Functional Dysfunctionality – Families Where Would We Be Without Them
Families are complex and I don’t think there are many people on the planet would disagree with that. Just navigating the intricate labyrinth of internal relationships can be a mine field and can make your mind bleed at the same time; brother sister, mother daughter, husband wife, father son, then lets add aunts, uncles etc etc to the mix. I believe that most of our families work on the basis of functional disfunctionality.
Which brings me to my mother, Monica, a spritely impish woman in her seventies. She is incredibly active, still playing tennis and riding her pushbike many times a week, looking after grandchildren and great grandchildren on a regular basis and walking everywhere she can. Born during the Second World War she lost her father while he was a soldier in the British army. Her mother, having four children, had to find work and placed three of those children in an orphanage. Like so many of the children of that time loss was just part of her life and just like the English do so well, she just got on with life.
As you would imagine security to my mother is a very important thing. She doesn’t understand the waste she sees constantly in society today. People have far more disposable income than ever before but use it far less wisely. I tell you all this to explain what happened on my first trip to New Zealand and Queenstown in particular.

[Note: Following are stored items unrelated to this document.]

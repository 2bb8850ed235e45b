//! Primary storage for AboutDB.
//!
//! Field values live as encoded bytes in fixed-capacity, append-only chunks.
//! The register maps each (identity, field) pair to the [`Location`] of those
//! bytes, or to another identity when the field is a link.
//!
//! # Components
//!
//! - [`codec`] -- scalar to bytes and back
//! - [`ChunkSet`] -- growable set of fixed-capacity byte arenas
//! - [`Register`] -- identity -> field -> location indirection table
//!
//! # Design Rules
//!
//! 1. Bytes are only ever appended; a chunk's cursor never moves backwards.
//! 2. Overwritten values stay allocated but unreferenced. Reclamation is not
//!    performed here.
//! 3. Pointers are produced only by [`ChunkSet::allocate`]; a pointer that
//!    does not fit its chunk is reported as [`StoreError::CorruptPointer`].
//!
//! [`Location`]: aboutdb_types::Location

pub mod chunk;
pub mod codec;
pub mod error;
pub mod register;

pub use chunk::{Chunk, ChunkSet, DEFAULT_CHUNK_CAPACITY};
pub use error::{StoreError, StoreResult};
pub use register::{FieldMap, Register};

Even before we left Australia, in the planning stages of our trip, my mother told me that the main thing she wanted to do was visit Milford Sound. It wasn’t a trip I had envisioned for myself but as the tour guide I knew I would have to find out a little bit about about it. The first part of that trip saw us spend ten days in the North Island before taking the ferry to Picton. We stayed in Wellington for a few days, where I picked up some brochures. When I read the price of the trip I knew I would have to be skilful when breaking this news to my mother. After dinner the night before we left I sat down next to Monica, who was happily watching the television, drinking a cup of tea and nibbling on chocolate, perfect I thought, her heaven.
“So mum” I say, carefully as you go, “I’ve been looking up about your trip to Milford Sound”.
“Yes,” I could tell by her tone she was excited; phew I thought this is going to be easy.
“Well from what I can see, you take a bus from Queenstown all the way to Milford then on to a boat ……” I went through the whole scenario with her.
“This trip here” I held up the first brochure. “Is $159 NZ” I heard a squeak come out of her mouth but I ignored it thinking I could finish her off with my secret weapon.
“But look at this one, it’s on special for $144,” who could argue with that I thought. Monica that’s who, I think she nearly had a coronary.
“Oh that’s too much I can’t afford that,” Mind you this is the same woman that wouldn’t hesitate to buy a $200 dress if she really wanted it.
Eventually I had to let it go cause there was just no reasoning with her and the argument was getting heated. Even the fact our exchange rate at that time gave us $1.25 NZ for every $1.00 AU, could not sway her.
On the South Island things calmed down and I didn’t mention the trip to Milford again. A couple of days before we arrived in Queenstown out of the blue my mother says.
“I think I will do the trip to Milford Sound, I was just being silly.” I remained calm; I’d kind of expected this about face. Generally it is just the unexpected that people react to, when their brain has time to process the information they’re usually ok. So I didn’t say too much, not wanting to gloat.
“That’s good mum, I know you’ll enjoy it”.
“We’ll see,” she said ominously.
The day we arrived in Queenstown was a cool day, so once mum was settled with her cup of tea I went to reception to use the Internet. Deciding that I probably needed to book the trip to Milford while I was there I made it for Tuesday, two days away.
When I got back to our accommodation mum had found a couple of young backpackers to talk to so she was in a great mood.
Waiting till we were alone I said in the brightest voice possible, “ I booked our trip to Milford Sound.”
Monica nearly choked on the marmalade toast she was eating, “what did you do that for, I can’t afford that.” She proceeded to huff and puff, working herself into lather. I thought at that moment that my mother might have been suffering from either Alzheimer’s disease or Schizophrenia.
It was my turn to “WHAT” her.
“Excuse me. Didn’t you tell me the other day that you had changed you mind and wanted to go”?
“Oh, you shouldn’t listen to me,” to say I was flabbergasted at that moment was an understatement.
I won’t bore you with anymore details; needless to say it was very tense for a while. I did take the trip to Milford and had an amazing time, while my mother stayed in Queenstown. As I say families are not for the faint hearted, you possibly may need a PHD to understand them.
Loved this post. So funny. I remember you telling me this story.